[Start of Attachment]

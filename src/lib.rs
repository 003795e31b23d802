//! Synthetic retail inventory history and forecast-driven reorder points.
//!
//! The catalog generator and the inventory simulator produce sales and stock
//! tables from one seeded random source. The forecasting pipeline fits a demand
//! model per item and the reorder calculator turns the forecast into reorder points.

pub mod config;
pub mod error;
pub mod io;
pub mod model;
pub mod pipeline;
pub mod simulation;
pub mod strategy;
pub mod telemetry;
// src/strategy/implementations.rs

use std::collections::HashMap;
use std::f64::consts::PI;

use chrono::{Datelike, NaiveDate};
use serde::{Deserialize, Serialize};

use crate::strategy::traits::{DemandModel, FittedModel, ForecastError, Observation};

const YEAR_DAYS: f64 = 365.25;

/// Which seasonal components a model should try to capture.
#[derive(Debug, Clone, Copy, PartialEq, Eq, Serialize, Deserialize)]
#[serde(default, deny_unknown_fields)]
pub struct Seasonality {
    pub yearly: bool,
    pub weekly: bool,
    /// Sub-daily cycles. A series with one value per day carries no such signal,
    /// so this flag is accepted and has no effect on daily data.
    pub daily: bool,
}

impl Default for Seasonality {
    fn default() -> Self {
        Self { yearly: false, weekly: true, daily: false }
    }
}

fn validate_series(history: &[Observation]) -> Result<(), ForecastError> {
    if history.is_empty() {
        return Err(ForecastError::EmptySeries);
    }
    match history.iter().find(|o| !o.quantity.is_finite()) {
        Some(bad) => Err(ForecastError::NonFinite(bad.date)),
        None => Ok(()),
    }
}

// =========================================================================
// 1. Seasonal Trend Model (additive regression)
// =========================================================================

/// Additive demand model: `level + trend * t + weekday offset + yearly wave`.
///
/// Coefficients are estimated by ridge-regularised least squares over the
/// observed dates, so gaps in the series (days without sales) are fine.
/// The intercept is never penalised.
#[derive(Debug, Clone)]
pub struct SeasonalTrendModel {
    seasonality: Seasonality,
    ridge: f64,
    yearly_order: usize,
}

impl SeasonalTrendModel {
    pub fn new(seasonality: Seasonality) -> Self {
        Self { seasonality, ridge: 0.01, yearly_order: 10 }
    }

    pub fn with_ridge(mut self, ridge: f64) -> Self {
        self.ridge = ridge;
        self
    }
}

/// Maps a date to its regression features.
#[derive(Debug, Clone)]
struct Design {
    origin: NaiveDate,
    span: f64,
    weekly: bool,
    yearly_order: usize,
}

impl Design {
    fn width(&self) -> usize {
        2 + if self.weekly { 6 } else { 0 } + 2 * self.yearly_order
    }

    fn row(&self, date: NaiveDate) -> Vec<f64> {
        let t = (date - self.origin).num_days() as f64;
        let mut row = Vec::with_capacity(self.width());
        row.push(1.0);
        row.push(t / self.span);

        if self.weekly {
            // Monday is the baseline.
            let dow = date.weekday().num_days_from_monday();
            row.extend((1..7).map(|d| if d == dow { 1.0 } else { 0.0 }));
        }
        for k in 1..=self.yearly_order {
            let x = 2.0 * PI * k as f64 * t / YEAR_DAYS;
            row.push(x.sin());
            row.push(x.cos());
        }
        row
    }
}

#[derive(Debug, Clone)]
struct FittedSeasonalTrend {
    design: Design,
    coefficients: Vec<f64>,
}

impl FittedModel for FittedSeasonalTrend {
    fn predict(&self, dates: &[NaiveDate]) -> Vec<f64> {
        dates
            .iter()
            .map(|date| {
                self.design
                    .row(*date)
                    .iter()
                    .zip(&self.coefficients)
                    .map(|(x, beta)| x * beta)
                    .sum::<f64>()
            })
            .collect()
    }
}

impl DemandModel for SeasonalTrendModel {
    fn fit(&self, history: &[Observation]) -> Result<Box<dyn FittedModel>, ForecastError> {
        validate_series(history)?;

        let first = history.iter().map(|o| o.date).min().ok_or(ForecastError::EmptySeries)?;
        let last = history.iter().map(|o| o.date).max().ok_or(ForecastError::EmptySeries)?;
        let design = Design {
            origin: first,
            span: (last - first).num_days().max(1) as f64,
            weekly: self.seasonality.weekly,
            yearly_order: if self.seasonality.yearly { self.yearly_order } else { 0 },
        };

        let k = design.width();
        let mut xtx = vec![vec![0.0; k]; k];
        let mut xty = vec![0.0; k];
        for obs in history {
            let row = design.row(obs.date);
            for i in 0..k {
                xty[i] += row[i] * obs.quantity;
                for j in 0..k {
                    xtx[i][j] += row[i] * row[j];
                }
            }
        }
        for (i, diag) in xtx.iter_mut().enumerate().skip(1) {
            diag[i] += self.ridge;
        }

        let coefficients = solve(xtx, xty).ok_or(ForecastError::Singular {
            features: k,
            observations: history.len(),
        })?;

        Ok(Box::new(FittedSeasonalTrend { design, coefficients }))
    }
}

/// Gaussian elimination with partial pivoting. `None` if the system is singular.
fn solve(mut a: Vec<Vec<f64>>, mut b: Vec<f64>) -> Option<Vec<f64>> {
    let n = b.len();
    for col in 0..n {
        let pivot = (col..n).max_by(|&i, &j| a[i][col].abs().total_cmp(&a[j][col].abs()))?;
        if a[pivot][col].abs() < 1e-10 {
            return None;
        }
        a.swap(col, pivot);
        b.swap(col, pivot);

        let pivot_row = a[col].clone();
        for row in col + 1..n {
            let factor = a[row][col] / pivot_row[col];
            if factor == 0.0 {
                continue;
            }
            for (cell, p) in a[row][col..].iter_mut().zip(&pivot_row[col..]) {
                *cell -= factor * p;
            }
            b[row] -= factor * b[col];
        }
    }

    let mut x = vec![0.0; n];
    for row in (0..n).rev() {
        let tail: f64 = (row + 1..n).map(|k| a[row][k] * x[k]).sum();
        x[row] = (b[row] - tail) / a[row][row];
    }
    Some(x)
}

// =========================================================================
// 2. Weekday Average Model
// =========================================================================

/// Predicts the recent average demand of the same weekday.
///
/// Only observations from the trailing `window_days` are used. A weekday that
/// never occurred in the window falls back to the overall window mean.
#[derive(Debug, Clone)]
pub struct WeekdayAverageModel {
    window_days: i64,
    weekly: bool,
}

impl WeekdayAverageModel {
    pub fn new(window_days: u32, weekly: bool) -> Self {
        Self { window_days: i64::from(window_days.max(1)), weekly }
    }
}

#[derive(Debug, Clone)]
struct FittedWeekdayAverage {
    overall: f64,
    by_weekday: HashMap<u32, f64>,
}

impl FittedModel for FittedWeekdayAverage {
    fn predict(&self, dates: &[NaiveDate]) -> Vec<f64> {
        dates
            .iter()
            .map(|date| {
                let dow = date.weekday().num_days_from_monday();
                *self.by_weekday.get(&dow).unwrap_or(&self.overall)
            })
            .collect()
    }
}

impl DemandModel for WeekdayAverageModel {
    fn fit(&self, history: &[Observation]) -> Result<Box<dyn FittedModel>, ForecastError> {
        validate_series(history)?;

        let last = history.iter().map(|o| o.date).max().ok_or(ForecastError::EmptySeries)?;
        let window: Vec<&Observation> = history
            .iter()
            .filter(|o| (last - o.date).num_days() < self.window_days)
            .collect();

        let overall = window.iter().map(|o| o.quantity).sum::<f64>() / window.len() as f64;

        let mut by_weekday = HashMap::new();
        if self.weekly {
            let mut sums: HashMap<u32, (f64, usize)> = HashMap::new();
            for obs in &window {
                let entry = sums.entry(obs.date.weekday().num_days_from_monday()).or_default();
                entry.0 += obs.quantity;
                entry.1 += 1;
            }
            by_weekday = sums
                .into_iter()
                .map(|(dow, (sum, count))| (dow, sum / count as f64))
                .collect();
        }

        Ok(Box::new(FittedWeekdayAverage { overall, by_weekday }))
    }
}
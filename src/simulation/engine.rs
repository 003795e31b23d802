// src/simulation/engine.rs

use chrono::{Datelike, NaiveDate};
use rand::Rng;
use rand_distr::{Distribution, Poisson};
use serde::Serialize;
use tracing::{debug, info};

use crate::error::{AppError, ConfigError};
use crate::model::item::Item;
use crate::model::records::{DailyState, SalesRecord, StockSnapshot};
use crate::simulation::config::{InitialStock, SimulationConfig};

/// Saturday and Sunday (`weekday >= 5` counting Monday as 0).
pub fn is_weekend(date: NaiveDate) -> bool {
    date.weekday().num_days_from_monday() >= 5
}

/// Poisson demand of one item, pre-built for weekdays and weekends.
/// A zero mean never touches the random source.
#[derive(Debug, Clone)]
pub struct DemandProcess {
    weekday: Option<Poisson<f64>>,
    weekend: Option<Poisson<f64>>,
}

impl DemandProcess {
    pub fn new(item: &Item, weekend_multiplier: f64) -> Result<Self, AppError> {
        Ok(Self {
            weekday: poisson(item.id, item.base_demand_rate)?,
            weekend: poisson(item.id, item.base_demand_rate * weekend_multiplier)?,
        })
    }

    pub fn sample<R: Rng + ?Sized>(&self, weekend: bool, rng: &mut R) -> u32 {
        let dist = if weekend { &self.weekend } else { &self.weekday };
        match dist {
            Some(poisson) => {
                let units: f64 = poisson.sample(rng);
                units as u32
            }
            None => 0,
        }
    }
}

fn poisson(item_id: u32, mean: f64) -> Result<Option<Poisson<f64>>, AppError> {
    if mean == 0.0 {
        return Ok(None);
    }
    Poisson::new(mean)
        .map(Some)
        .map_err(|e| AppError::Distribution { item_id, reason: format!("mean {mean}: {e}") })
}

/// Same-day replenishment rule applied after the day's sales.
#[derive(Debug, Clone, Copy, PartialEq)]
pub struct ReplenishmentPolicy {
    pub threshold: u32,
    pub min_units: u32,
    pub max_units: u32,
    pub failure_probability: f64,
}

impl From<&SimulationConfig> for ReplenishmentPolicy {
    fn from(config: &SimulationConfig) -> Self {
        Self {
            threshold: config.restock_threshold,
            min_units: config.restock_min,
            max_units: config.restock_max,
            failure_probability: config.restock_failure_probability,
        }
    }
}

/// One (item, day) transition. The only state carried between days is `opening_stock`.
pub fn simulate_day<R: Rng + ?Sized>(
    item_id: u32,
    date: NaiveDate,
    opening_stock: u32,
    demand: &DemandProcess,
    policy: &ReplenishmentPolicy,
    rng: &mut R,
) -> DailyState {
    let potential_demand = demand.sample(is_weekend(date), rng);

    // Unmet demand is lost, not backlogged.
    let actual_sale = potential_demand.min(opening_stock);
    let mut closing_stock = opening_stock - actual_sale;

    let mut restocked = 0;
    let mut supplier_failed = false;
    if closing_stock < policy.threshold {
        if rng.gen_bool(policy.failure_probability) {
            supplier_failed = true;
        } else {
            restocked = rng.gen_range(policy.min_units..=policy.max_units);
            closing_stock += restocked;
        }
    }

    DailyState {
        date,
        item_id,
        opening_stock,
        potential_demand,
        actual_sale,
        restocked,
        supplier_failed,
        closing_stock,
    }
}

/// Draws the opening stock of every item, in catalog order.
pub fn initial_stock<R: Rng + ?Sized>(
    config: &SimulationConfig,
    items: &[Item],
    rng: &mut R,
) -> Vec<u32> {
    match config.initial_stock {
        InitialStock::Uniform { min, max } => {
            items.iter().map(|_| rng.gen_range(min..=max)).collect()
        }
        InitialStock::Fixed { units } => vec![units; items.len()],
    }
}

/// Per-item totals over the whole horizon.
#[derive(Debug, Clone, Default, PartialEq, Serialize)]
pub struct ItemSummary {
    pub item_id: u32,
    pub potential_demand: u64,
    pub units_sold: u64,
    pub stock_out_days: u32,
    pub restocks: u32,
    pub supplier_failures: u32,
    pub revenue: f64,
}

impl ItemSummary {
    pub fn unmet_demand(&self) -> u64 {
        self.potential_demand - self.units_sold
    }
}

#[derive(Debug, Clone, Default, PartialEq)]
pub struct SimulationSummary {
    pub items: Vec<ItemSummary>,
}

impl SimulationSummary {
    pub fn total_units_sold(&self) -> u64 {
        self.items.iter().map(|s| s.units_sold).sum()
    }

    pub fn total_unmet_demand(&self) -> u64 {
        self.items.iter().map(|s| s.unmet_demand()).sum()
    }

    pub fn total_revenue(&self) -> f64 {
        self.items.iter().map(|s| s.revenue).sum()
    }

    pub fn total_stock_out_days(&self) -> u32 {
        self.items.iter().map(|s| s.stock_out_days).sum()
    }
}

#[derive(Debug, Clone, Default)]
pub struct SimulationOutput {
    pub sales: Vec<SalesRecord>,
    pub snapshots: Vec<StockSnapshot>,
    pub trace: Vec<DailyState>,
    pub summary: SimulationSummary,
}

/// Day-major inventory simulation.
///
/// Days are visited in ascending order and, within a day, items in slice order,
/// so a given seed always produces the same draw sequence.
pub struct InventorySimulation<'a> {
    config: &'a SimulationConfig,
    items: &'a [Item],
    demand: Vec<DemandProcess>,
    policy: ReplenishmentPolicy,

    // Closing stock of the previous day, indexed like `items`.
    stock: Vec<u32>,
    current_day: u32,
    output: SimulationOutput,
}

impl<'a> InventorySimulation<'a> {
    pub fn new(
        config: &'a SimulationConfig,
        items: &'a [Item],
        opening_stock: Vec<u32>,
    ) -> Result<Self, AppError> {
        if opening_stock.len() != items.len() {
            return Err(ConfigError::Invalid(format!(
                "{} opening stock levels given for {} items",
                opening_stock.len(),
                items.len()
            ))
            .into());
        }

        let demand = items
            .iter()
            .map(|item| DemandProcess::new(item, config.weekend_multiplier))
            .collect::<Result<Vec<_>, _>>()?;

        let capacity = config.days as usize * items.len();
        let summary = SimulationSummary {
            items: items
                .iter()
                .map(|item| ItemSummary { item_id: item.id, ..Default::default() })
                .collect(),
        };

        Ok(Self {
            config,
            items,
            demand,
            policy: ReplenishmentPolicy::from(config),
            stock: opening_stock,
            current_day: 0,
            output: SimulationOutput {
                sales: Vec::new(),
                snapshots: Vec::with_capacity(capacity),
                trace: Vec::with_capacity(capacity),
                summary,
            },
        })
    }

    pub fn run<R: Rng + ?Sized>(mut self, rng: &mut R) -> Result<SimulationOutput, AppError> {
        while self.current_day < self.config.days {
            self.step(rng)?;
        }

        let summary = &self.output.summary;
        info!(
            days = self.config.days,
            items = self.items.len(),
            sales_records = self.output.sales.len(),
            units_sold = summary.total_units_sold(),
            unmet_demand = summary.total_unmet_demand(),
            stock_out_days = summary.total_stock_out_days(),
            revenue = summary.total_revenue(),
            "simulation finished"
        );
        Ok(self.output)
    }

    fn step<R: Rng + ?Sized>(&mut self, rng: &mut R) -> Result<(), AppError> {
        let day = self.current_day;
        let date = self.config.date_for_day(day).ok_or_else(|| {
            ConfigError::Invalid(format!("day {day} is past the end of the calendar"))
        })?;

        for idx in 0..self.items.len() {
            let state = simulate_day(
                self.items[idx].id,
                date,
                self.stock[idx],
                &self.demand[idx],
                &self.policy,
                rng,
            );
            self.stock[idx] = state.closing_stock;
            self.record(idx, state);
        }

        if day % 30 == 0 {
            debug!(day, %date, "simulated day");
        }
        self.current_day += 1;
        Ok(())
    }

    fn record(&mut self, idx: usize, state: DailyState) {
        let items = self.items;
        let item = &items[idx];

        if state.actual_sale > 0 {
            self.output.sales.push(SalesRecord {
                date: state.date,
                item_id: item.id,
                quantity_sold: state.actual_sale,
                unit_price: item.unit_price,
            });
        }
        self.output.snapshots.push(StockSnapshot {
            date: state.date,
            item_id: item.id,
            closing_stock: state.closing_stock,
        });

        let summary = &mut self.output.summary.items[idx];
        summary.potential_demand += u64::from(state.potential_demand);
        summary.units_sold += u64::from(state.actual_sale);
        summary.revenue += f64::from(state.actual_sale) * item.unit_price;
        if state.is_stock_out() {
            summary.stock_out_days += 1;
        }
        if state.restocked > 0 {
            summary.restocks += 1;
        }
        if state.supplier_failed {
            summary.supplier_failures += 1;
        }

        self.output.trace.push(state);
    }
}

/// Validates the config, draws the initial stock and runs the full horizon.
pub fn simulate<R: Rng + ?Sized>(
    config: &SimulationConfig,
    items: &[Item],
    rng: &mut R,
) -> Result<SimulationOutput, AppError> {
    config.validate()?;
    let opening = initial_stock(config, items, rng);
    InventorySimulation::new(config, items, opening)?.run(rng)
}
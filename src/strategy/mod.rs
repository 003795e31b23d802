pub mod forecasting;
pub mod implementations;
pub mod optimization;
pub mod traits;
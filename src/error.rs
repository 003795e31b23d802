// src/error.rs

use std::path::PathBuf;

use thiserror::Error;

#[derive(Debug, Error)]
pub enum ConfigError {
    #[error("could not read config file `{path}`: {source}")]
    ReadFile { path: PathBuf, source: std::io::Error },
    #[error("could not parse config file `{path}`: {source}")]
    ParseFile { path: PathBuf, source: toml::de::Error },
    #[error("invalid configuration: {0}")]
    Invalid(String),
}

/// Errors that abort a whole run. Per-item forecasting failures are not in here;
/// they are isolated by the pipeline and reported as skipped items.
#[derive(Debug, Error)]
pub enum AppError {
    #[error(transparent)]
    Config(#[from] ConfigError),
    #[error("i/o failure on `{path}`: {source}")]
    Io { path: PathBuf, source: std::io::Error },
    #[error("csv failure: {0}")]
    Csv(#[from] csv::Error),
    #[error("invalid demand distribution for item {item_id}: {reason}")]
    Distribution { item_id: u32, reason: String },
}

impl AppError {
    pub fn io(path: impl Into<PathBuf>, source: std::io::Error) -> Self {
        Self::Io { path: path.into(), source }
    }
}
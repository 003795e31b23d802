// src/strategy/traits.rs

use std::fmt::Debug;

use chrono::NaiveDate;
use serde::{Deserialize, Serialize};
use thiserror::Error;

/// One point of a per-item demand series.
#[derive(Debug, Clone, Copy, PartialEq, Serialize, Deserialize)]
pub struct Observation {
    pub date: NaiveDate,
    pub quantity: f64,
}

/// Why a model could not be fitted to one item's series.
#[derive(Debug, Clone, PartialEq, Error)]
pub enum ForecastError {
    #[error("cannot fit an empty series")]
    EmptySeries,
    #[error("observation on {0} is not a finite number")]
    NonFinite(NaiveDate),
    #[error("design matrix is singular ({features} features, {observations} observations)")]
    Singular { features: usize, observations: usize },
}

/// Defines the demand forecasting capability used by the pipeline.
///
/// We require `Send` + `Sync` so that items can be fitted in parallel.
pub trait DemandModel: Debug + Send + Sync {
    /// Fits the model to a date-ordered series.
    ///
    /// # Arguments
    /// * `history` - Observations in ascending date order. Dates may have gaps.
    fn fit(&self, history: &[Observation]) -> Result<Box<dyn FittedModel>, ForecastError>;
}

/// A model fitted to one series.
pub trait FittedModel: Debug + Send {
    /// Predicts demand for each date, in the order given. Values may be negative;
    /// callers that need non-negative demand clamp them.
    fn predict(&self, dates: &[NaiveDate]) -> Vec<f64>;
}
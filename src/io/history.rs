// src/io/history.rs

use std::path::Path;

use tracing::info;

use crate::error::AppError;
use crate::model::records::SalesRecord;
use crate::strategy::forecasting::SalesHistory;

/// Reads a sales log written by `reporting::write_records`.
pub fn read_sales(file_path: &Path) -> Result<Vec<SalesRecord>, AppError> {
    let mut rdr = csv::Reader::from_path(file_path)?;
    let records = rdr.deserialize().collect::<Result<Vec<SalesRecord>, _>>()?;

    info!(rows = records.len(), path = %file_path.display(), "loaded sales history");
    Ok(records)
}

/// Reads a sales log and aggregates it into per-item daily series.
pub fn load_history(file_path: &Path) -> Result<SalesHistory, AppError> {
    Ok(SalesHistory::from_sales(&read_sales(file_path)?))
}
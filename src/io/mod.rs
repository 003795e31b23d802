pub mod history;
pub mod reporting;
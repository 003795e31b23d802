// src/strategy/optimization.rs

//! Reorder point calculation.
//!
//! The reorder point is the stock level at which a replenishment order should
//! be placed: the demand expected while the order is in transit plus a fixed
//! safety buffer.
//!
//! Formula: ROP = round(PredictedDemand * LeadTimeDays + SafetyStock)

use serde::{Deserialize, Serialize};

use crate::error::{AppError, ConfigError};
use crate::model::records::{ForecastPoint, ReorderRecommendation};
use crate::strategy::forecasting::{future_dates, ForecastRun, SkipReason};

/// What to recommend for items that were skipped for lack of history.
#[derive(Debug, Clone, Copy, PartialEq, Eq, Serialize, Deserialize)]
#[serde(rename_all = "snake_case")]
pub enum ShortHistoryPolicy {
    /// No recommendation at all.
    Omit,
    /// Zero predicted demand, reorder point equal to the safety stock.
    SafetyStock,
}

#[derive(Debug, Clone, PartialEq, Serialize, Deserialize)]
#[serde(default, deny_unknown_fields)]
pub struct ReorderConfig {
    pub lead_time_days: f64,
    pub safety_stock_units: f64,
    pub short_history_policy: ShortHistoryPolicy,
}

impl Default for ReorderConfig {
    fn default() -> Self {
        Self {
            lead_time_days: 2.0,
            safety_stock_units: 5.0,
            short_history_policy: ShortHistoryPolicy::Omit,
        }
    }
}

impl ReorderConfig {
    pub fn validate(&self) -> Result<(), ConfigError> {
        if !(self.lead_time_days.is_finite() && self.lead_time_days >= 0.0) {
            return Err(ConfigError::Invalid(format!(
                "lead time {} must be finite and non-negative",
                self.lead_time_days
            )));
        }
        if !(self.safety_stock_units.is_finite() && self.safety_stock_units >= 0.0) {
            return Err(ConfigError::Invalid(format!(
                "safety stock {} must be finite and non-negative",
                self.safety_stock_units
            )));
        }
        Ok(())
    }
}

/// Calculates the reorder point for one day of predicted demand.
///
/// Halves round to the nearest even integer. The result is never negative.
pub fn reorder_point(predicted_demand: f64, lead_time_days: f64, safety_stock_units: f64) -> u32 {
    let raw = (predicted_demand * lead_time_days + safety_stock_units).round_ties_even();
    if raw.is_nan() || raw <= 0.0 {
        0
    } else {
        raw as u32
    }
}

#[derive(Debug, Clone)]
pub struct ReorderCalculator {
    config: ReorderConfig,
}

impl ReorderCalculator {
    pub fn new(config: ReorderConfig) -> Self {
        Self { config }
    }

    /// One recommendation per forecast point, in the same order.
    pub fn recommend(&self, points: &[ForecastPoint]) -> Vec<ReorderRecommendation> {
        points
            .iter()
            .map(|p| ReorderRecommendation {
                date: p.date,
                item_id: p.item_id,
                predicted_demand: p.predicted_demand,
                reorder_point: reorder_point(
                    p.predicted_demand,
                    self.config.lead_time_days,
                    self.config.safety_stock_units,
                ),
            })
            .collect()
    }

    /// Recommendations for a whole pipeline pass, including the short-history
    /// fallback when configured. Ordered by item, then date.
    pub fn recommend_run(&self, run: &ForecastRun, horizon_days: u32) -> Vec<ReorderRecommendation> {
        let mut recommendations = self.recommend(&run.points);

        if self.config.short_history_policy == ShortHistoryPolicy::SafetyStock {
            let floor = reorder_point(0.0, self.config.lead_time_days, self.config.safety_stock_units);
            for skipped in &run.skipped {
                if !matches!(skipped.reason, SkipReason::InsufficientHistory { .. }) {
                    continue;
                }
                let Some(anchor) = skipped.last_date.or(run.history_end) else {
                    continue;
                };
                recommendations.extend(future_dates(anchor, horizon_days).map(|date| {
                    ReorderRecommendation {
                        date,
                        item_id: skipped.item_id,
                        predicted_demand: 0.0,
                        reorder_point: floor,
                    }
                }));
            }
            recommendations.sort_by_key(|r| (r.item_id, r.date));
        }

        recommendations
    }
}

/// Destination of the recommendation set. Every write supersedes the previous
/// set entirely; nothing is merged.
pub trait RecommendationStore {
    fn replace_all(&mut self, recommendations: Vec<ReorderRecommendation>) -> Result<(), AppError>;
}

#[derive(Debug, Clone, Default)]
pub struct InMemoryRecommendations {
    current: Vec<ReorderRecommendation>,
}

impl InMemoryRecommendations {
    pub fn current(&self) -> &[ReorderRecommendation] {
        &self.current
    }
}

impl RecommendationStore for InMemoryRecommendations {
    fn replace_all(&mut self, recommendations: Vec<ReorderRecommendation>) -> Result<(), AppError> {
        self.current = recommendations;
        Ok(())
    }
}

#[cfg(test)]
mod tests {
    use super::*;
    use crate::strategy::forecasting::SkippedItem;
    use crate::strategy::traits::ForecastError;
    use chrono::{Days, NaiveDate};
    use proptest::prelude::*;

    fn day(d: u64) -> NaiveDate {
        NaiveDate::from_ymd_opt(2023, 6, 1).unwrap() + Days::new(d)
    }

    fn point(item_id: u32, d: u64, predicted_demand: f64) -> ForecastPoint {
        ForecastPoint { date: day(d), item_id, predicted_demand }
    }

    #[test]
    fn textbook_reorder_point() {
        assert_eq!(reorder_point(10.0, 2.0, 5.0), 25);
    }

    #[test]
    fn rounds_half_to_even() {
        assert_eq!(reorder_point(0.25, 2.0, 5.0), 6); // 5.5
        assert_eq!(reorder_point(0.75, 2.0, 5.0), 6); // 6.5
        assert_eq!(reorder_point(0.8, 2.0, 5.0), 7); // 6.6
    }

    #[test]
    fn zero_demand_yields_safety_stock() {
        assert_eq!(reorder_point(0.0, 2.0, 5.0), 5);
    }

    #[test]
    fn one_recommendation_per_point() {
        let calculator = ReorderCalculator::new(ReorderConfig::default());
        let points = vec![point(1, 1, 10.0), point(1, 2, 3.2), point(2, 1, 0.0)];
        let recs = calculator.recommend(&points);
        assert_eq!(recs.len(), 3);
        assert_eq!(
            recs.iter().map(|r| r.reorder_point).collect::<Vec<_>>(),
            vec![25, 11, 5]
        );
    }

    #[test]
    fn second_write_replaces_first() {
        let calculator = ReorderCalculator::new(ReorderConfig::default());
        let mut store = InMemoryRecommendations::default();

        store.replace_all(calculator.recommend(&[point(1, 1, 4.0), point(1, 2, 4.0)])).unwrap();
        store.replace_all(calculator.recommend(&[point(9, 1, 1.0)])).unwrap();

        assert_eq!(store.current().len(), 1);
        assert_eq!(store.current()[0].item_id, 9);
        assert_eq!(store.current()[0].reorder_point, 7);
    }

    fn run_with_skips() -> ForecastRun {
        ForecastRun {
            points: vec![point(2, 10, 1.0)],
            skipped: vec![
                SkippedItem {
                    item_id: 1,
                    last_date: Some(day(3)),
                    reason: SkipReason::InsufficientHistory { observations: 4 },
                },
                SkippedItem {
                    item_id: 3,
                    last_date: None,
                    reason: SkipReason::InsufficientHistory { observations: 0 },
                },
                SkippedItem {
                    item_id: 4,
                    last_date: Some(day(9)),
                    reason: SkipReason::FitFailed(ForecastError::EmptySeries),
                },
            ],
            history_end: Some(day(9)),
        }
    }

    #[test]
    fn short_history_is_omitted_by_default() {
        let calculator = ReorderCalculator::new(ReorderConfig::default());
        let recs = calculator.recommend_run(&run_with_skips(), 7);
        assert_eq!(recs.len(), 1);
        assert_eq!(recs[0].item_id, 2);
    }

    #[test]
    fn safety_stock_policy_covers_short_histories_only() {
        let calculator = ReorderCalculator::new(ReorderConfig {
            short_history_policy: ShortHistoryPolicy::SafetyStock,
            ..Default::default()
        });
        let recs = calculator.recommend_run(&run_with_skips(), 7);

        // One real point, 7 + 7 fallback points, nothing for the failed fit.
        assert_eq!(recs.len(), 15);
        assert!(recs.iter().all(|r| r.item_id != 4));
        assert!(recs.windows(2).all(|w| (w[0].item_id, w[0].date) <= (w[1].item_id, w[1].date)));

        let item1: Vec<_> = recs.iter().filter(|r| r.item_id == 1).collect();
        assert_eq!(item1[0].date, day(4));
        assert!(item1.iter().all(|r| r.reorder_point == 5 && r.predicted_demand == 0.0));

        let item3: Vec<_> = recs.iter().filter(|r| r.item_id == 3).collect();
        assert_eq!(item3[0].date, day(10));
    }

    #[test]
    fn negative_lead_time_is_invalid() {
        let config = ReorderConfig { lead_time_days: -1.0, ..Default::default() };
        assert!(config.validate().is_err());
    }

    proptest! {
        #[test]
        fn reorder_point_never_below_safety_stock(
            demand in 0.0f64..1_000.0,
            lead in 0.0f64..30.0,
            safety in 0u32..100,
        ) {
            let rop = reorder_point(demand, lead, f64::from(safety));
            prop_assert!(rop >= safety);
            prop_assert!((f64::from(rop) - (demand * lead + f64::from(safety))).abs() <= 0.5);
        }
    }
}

[End of Attachment]

* What you have to do: Please transcribe, exactly and with nothing added, the lines from the first line of the material above through the line that contains "use std::f64::consts::PI;".

* Your solution:
filename src/lib.rs
repository 003795e31b23d802
//! Synthetic retail inventory history and forecast-driven reorder points.
//!
//! The catalog generator and the inventory simulator produce sales and stock
//! tables from one seeded random source. The forecasting pipeline fits a demand
//! model per item and the reorder calculator turns the forecast into reorder points.

pub mod config;
pub mod error;
pub mod io;
pub mod model;
pub mod pipeline;
pub mod simulation;
pub mod strategy;
pub mod telemetry;
// src/strategy/implementations.rs

use std::collections::HashMap;
use std::f64::consts::PI;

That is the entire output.